WHAT TO WORK ON: Please state how many lines of the data below contain the word "waiting", offering nothing besides the number.

RECORDS:
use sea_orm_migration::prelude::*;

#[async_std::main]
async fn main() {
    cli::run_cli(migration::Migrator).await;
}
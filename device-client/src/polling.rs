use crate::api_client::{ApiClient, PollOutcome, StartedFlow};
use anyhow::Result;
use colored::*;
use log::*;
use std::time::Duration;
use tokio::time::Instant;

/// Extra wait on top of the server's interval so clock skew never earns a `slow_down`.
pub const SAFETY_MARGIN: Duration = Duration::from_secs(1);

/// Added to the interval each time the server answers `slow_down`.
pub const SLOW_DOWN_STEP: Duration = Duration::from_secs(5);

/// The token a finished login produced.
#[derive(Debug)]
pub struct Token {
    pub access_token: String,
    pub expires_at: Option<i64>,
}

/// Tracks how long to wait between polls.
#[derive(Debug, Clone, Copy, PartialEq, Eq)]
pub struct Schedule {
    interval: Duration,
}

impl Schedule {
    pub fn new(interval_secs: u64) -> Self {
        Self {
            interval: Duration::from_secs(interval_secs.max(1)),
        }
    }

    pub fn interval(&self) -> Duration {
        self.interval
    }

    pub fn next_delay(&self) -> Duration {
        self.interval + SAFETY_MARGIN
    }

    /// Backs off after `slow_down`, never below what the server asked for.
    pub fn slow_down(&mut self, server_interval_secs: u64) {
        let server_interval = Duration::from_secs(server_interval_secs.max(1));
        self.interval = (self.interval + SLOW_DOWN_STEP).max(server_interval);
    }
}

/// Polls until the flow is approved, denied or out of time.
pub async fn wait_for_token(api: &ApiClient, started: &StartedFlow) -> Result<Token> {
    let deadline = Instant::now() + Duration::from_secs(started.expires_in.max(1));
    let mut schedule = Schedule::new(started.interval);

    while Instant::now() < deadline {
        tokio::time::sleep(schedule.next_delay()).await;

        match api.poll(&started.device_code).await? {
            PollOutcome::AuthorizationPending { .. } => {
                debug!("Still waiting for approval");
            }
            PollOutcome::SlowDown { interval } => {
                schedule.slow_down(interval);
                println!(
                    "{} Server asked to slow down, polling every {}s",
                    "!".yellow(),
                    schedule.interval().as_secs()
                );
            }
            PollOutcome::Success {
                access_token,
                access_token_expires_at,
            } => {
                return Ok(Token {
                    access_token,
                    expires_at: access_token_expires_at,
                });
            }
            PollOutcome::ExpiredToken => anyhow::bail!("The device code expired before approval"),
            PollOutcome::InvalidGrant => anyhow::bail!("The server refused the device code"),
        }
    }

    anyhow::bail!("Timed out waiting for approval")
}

FINAL ANSWER: 2